**Input material**
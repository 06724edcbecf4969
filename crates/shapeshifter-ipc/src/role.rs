use std::fmt;

use crate::{
    env::{Environment, CLIENT_TRANSPORTS, SERVER_TRANSPORTS},
    error::{Error, Result},
    setting::Source,
};

/// Which end of a transport this process runs
#[derive(Debug, Clone, Copy, PartialEq, Eq)]
pub enum Role {
    Client,
    Server,
}

impl Role {
    /// Decides the role from the `--client` / `--server` flags, then from the environment
    ///
    /// Both flags at once is ambiguous input and rejected. Without flags the parent's
    /// transport variable decides: client transports mean client, server transports mean
    /// server, and both or neither is ambiguous. Empty variables count as unset.
    pub fn decide(client: bool, server: bool, env: &dyn Environment) -> Result<Role> {
        match (client, server) {
            (true, true) => return Err(Error::AmbiguousRole("both --client and --server were given")),
            (true, false) => return Ok(Role::Client),
            (false, true) => return Ok(Role::Server),
            (false, false) => {}
        }

        let offered = |var: &'static str| Source::Environment(var).read(env).is_some();
        match (offered(CLIENT_TRANSPORTS), offered(SERVER_TRANSPORTS)) {
            (true, false) => Ok(Role::Client),
            (false, true) => Ok(Role::Server),
            (true, true) => Err(Error::AmbiguousRole(
                "both TOR_PT_CLIENT_TRANSPORTS and TOR_PT_SERVER_TRANSPORTS are set",
            )),
            (false, false) => Err(Error::AmbiguousRole(
                "no --client or --server flag, and no PT transports in the environment",
            )),
        }
    }

    pub fn is_client(self) -> bool {
        self == Role::Client
    }
}

impl fmt::Display for Role {
    fn fmt(&self, f: &mut fmt::Formatter<'_>) -> fmt::Result {
        match *self {
            Role::Client => f.write_str("client"),
            Role::Server => f.write_str("server"),
        }
    }
}

#[cfg(test)]
mod test {
    use super::*;
    use crate::env::MapEnvironment;

    #[test]
    fn flags_first() {
        let env = MapEnvironment::new().with(SERVER_TRANSPORTS, "obfs4");
        assert_eq!(Role::decide(true, false, &env), Ok(Role::Client));
        assert_eq!(Role::decide(false, true, &MapEnvironment::new()), Ok(Role::Server));
        assert!(matches!(Role::decide(true, true, &env), Err(Error::AmbiguousRole(..))));
    }

    #[test]
    fn environment_fallback() {
        let client = MapEnvironment::new().with(CLIENT_TRANSPORTS, "*");
        assert_eq!(Role::decide(false, false, &client), Ok(Role::Client));

        let server = MapEnvironment::new().with(SERVER_TRANSPORTS, "obfs4");
        assert_eq!(Role::decide(false, false, &server), Ok(Role::Server));

        let both = client.with(SERVER_TRANSPORTS, "obfs4");
        assert!(matches!(Role::decide(false, false, &both), Err(Error::AmbiguousRole(..))));

        assert!(matches!(
            Role::decide(false, false, &MapEnvironment::new()),
            Err(Error::AmbiguousRole(..))
        ));
    }

    #[test]
    fn empty_variable_is_unset() {
        let env = MapEnvironment::new()
            .with(CLIENT_TRANSPORTS, "")
            .with(SERVER_TRANSPORTS, "obfs4");
        assert_eq!(Role::decide(false, false, &env), Ok(Role::Server));

        let env = MapEnvironment::new().with(CLIENT_TRANSPORTS, "");
        assert!(matches!(Role::decide(false, false, &env), Err(Error::AmbiguousRole(..))));
    }
}
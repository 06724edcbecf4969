//! This is a binary running pluggable transports as a managed proxy
//!
//! Started by a parent process which configures it with command line flags or `TOR_PT_*`
//! environment variables, and reads its status from standard output.

use std::process::ExitCode;

use clap::Command;
use shapeshifter_dispatcher::service::dispatcher;

fn main() -> ExitCode {
    let mut app = Command::new("shapeshifter-dispatcher")
        .about("A pluggable transport dispatcher for running transports as a client or server proxy");
    app = dispatcher::define_command_line_options(app);

    let matches = app.get_matches();
    dispatcher::main(&matches)
}
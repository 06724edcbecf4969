//! UDP datagram relay with per-peer associations
//!
//! Every local peer gets its own outbound socket, so replies can be routed back to the
//! peer they belong to. Associations idle for longer than the expiry are dropped.
//!
//! Closing the listener only stops receiving from local peers. Live associations keep
//! relaying replies until they go idle.

use std::{
    io::{self, ErrorKind},
    net::{Ipv4Addr, Ipv6Addr, SocketAddr},
    sync::Arc,
    time::Duration,
};

use bytes::Bytes;
use log::{debug, error, trace};
use lru_time_cache::LruCache;
use tokio::{net::UdpSocket, sync::mpsc, time};

use crate::{
    listener::Listener,
    scrub::elide,
    tracker::{ConnectionGuard, ConnectionTracker},
};

/// Largest datagram we relay
pub const MAXIMUM_UDP_PAYLOAD_SIZE: usize = 65536;

const UDP_ASSOCIATION_SEND_CHANNEL_SIZE: usize = 1024;
const UDP_ASSOCIATION_KEEP_ALIVE_CHANNEL_SIZE: usize = 64;

const STUN_HEADER_LEN: usize = 20;
const STUN_MAGIC_COOKIE: [u8; 4] = 0x2112_A442u32.to_be_bytes();

/// Which datagrams from local peers are relayed
#[derive(Debug, Clone, Copy, PartialEq, Eq)]
pub enum PacketFilter {
    Any,
    /// Only STUN messages (RFC 5389)
    Stun,
}

impl PacketFilter {
    pub fn accepts(self, data: &[u8]) -> bool {
        match self {
            PacketFilter::Any => true,
            PacketFilter::Stun => is_stun_message(data),
        }
    }
}

/// Checks the fixed STUN header
///
/// ```plain
///  0                   1                   2                   3
///  0 1 2 3 4 5 6 7 8 9 0 1 2 3 4 5 6 7 8 9 0 1 2 3 4 5 6 7 8 9 0 1
/// +-+-+-+-+-+-+-+-+-+-+-+-+-+-+-+-+-+-+-+-+-+-+-+-+-+-+-+-+-+-+-+-+
/// |0 0|     STUN Message Type     |         Message Length        |
/// +-+-+-+-+-+-+-+-+-+-+-+-+-+-+-+-+-+-+-+-+-+-+-+-+-+-+-+-+-+-+-+-+
/// |                         Magic Cookie                          |
/// +-+-+-+-+-+-+-+-+-+-+-+-+-+-+-+-+-+-+-+-+-+-+-+-+-+-+-+-+-+-+-+-+
/// |                     Transaction ID (96 bits)                  |
/// +-+-+-+-+-+-+-+-+-+-+-+-+-+-+-+-+-+-+-+-+-+-+-+-+-+-+-+-+-+-+-+-+
/// ```
pub fn is_stun_message(data: &[u8]) -> bool {
    if data.len() < STUN_HEADER_LEN || data[0] & 0xc0 != 0 || data[4..8] != STUN_MAGIC_COOKIE {
        return false;
    }

    let length = u16::from_be_bytes([data[2], data[3]]) as usize;
    length % 4 == 0 && STUN_HEADER_LEN + length == data.len()
}

/// Binds `listen_addr` and relays datagrams between local peers and `forward_addr`
pub(crate) async fn serve_udp(
    method_name: &str,
    listen_addr: SocketAddr,
    forward_addr: SocketAddr,
    filter: PacketFilter,
    tracker: ConnectionTracker,
) -> io::Result<Listener> {
    serve_udp_with_expiry(
        method_name,
        listen_addr,
        forward_addr,
        filter,
        tracker,
        crate::DEFAULT_UDP_EXPIRY_DURATION,
    )
    .await
}

async fn serve_udp_with_expiry(
    method_name: &str,
    listen_addr: SocketAddr,
    forward_addr: SocketAddr,
    filter: PacketFilter,
    tracker: ConnectionTracker,
    expiry: Duration,
) -> io::Result<Listener> {
    let socket = UdpSocket::bind(listen_addr).await?;
    let local_addr = socket.local_addr()?;

    let relay = UdpRelay {
        method_name: method_name.to_owned(),
        inbound: Arc::new(socket),
        forward_addr,
        filter,
        tracker,
        expiry,
    };
    let handle = tokio::spawn(relay.run());

    Ok(Listener::new(method_name, local_addr, handle))
}

struct UdpRelay {
    method_name: String,
    inbound: Arc<UdpSocket>,
    forward_addr: SocketAddr,
    filter: PacketFilter,
    tracker: ConnectionTracker,
    expiry: Duration,
}

impl UdpRelay {
    async fn run(self) {
        let (keepalive_tx, mut keepalive_rx) = mpsc::channel(UDP_ASSOCIATION_KEEP_ALIVE_CHANNEL_SIZE);
        let mut assoc_map: LruCache<SocketAddr, UdpAssociation> = LruCache::with_expiry_duration(self.expiry);
        let mut cleanup_timer = time::interval(self.expiry);

        let mut buffer = vec![0u8; MAXIMUM_UDP_PAYLOAD_SIZE];
        loop {
            tokio::select! {
                _ = cleanup_timer.tick() => {
                    // iterating evicts expired associations
                    assoc_map.iter();
                }

                Some(peer_addr) = keepalive_rx.recv() => {
                    assoc_map.get(&peer_addr);
                }

                recv_result = self.inbound.recv_from(&mut buffer) => {
                    let (n, peer_addr) = match recv_result {
                        Ok(s) => s,
                        Err(err) => {
                            error!("{} udp recv_from failed with error: {}", self.method_name, err);
                            time::sleep(Duration::from_secs(1)).await;
                            continue;
                        }
                    };

                    let data = &buffer[..n];
                    if !self.filter.accepts(data) {
                        trace!("{} dropped {} bytes from {}, rejected by {:?} filter", self.method_name, n, elide(&peer_addr), self.filter);
                        continue;
                    }

                    if let Some(assoc) = assoc_map.get(&peer_addr) {
                        if let Err(err) = assoc.try_send(Bytes::copy_from_slice(data)) {
                            debug!("udp relay {} -> {} dropped {} bytes: {}", elide(&peer_addr), elide(&self.forward_addr), n, err);
                        }
                        continue;
                    }

                    let assoc = UdpAssociation::new(
                        self.inbound.clone(),
                        peer_addr,
                        self.forward_addr,
                        keepalive_tx.clone(),
                        self.tracker.guard(),
                        self.expiry,
                    );
                    debug!("created udp association for {} <-> {}", elide(&peer_addr), elide(&self.forward_addr));

                    if let Err(err) = assoc.try_send(Bytes::copy_from_slice(data)) {
                        debug!("udp relay {} -> {} dropped {} bytes: {}", elide(&peer_addr), elide(&self.forward_addr), n, err);
                    }
                    assoc_map.insert(peer_addr, assoc);
                }
            }
        }
    }
}

/// Sending half of an association
///
/// Dropping it only stops the peer to upstream direction, the association task ends by
/// itself once idle.
struct UdpAssociation {
    sender: mpsc::Sender<Bytes>,
}

impl UdpAssociation {
    fn new(
        inbound: Arc<UdpSocket>,
        peer_addr: SocketAddr,
        forward_addr: SocketAddr,
        keepalive_tx: mpsc::Sender<SocketAddr>,
        guard: ConnectionGuard,
        expiry: Duration,
    ) -> UdpAssociation {
        let (sender, receiver) = mpsc::channel(UDP_ASSOCIATION_SEND_CHANNEL_SIZE);

        let context = UdpAssociationContext {
            inbound,
            peer_addr,
            forward_addr,
            keepalive_tx,
            expiry,
            _guard: guard,
        };
        tokio::spawn(async move {
            if let Err(err) = context.copy_bidirectional(receiver).await {
                error!(
                    "udp association {} <-> {} failed: {}",
                    elide(&context.peer_addr),
                    elide(&context.forward_addr),
                    err
                );
            }
        });

        UdpAssociation { sender }
    }

    fn try_send(&self, data: Bytes) -> io::Result<()> {
        if self.sender.try_send(data).is_err() {
            return Err(io::Error::new(ErrorKind::Other, "udp relay channel full"));
        }
        Ok(())
    }
}

struct UdpAssociationContext {
    inbound: Arc<UdpSocket>,
    peer_addr: SocketAddr,
    forward_addr: SocketAddr,
    keepalive_tx: mpsc::Sender<SocketAddr>,
    expiry: Duration,
    _guard: ConnectionGuard,
}

impl Drop for UdpAssociationContext {
    fn drop(&mut self) {
        trace!("udp association for {} is closed", elide(&self.peer_addr));
    }
}

impl UdpAssociationContext {
    async fn copy_bidirectional(&self, mut receiver: mpsc::Receiver<Bytes>) -> io::Result<()> {
        let bind_addr = match self.forward_addr {
            SocketAddr::V4(..) => SocketAddr::new(Ipv4Addr::UNSPECIFIED.into(), 0),
            SocketAddr::V6(..) => SocketAddr::new(Ipv6Addr::UNSPECIFIED.into(), 0),
        };
        let outbound = UdpSocket::bind(bind_addr).await?;
        outbound.connect(self.forward_addr).await?;

        let idle = time::sleep(self.expiry);
        tokio::pin!(idle);

        let mut peer_open = true;
        let mut buffer = vec![0u8; MAXIMUM_UDP_PAYLOAD_SIZE];
        loop {
            tokio::select! {
                _ = &mut idle => {
                    trace!("udp association for {} idle for {:?}", elide(&self.peer_addr), self.expiry);
                    return Ok(());
                }

                data = receiver.recv(), if peer_open => {
                    let data = match data {
                        Some(d) => d,
                        None => {
                            trace!("udp association for {} relays replies only", elide(&self.peer_addr));
                            peer_open = false;
                            continue;
                        }
                    };
                    idle.as_mut().reset(time::Instant::now() + self.expiry);

                    if let Err(err) = outbound.send(&data).await {
                        error!("udp failed to send to {}, error: {}", elide(&self.forward_addr), err);
                    } else {
                        trace!("udp relay {} -> {} with {} bytes", elide(&self.peer_addr), elide(&self.forward_addr), data.len());
                    }
                }

                recv_result = outbound.recv(&mut buffer) => {
                    let n = match recv_result {
                        Ok(n) => n,
                        Err(err) => {
                            // ICMP port unreachable surfaces here on some platforms
                            debug!("udp failed to receive from {}, error: {}", elide(&self.forward_addr), err);
                            continue;
                        }
                    };

                    if let Err(err) = self.inbound.send_to(&buffer[..n], self.peer_addr).await {
                        error!("udp failed to send back to {}, error: {}", elide(&self.peer_addr), err);
                        continue;
                    }
                    trace!("udp relay {} <- {} with {} bytes", elide(&self.peer_addr), elide(&self.forward_addr), n);
                    idle.as_mut().reset(time::Instant::now() + self.expiry);

                    let _ = self.keepalive_tx.try_send(self.peer_addr);
                }
            }
        }
    }
}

**Instructions to follow**
For the string "idle", find every line of the material that contains it, and copy each one.

**Solved problem**
//! peer they belong to. Associations idle for longer than the expiry are dropped.
//! relaying replies until they go idle.
/// itself once idle.
        let idle = time::sleep(self.expiry);
        tokio::pin!(idle);
                _ = &mut idle => {
                    trace!("udp association for {} idle for {:?}", elide(&self.peer_addr), self.expiry);
                    idle.as_mut().reset(time::Instant::now() + self.expiry);
                    idle.as_mut().reset(time::Instant::now() + self.expiry);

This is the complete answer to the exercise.